• [WHAT IS REQUIRED]:
Retype exactly, and only, the lines from the one that contains "let options = only(|o| o.include_numbers" through the final line of the entries.

*** Opening AVAILABLE RECORDS ***

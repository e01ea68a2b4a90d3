//! Character classes and alphabet construction.
//!
//! Letter and digit alphabets leave out glyphs that are easy to misread
//! (`i`, `l`, `o`, `I`, `O`, `0`, `1`). Uppercase `L` stays in.

use super::GenerationOptions;

pub const LOWERCASE: &str = "abcdefghjkmnpqrstuvwxyz";
pub const UPPERCASE: &str = "ABCDEFGHJKLMNPQRSTUVWXYZ";
pub const DIGITS: &str = "23456789";
pub const SYMBOLS: &str = "!\"#$%&'()*+,-./:;<=>?@[\\]^_`{|}~";

#[derive(Debug, Clone, Copy, PartialEq, Eq)]
pub enum CharacterClass {
    Lowercase,
    Uppercase,
    Digit,
    Symbol,
}

impl CharacterClass {
    /// Concatenation order for the alphabet.
    pub const ALL: [CharacterClass; 4] = [
        CharacterClass::Lowercase,
        CharacterClass::Uppercase,
        CharacterClass::Digit,
        CharacterClass::Symbol,
    ];

    pub const fn alphabet(self) -> &'static str {
        match self {
            CharacterClass::Lowercase => LOWERCASE,
            CharacterClass::Uppercase => UPPERCASE,
            CharacterClass::Digit => DIGITS,
            CharacterClass::Symbol => SYMBOLS,
        }
    }

    pub const fn is_letter(self) -> bool {
        matches!(self, CharacterClass::Lowercase | CharacterClass::Uppercase)
    }

    fn enabled(self, options: &GenerationOptions) -> bool {
        match self {
            CharacterClass::Lowercase => options.include_lowercase,
            CharacterClass::Uppercase => options.include_uppercase,
            CharacterClass::Digit => options.include_numbers,
            CharacterClass::Symbol => options.include_symbols,
        }
    }
}

/// Build the alphabet from every enabled class.
pub fn build(options: &GenerationOptions) -> Vec<char> {
    collect(options, |_| true)
}

/// Build the letter-only alphabet used to fix up the first character.
pub fn letters(options: &GenerationOptions) -> Vec<char> {
    collect(options, CharacterClass::is_letter)
}

fn collect(options: &GenerationOptions, keep: impl Fn(CharacterClass) -> bool) -> Vec<char> {
    CharacterClass::ALL
        .into_iter()
        .filter(|class| class.enabled(options) && keep(*class))
        .flat_map(|class| class.alphabet().chars())
        .collect()
}

#[cfg(test)]
mod tests {
    use super::*;

    fn only(f: impl FnOnce(&mut GenerationOptions)) -> GenerationOptions {
        let mut options = GenerationOptions::none();
        f(&mut options);
        options
    }

    #[test]
    fn ambiguous_glyphs_are_excluded() {
        for c in ['i', 'l', 'o', 'I', 'O', '0', '1'] {
            for class in CharacterClass::ALL {
                assert!(!class.alphabet().contains(c), "{c} found in {class:?}");
            }
        }
    }

    #[test]
    fn uppercase_keeps_l() {
        assert!(UPPERCASE.contains('L'));
        assert!(!LOWERCASE.contains('l'));
    }

    #[test]
    fn alphabet_sizes() {
        assert_eq!(LOWERCASE.len(), 23);
        assert_eq!(UPPERCASE.len(), 24);
        assert_eq!(DIGITS.len(), 8);
        assert_eq!(SYMBOLS.len(), 32);
    }

    #[test]
    fn classes_do_not_overlap() {
        let all: Vec<char> = build(&GenerationOptions::all());
        let mut sorted = all.clone();
        sorted.sort_unstable();
        sorted.dedup();
        assert_eq!(sorted.len(), all.len());
    }

    #[test]
    fn build_follows_class_order() {
        let options = only(|o| {
            o.include_symbols = true;
            o.include_lowercase = true;
        });
        let expected: String = format!("{LOWERCASE}{SYMBOLS}");
        assert_eq!(build(&options).into_iter().collect::<String>(), expected);
    }

    #[test]
    fn build_empty_without_classes() {
        assert!(build(&GenerationOptions::none()).is_empty());
    }

    #[test]
    fn letters_ignore_digits_and_symbols() {
        let options = only(|o| {
            o.include_uppercase = true;
            o.include_numbers = true;
            o.include_symbols = true;
        });
        assert_eq!(letters(&options).into_iter().collect::<String>(), UPPERCASE);

        let options = only(|o| o.include_numbers = true);
        assert!(letters(&options).is_empty());
    }
}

*** Closing AVAILABLE RECORDS ***

• [RESPONSE AREA]:
        let options = only(|o| o.include_numbers = true);
        assert!(letters(&options).is_empty());
    }
}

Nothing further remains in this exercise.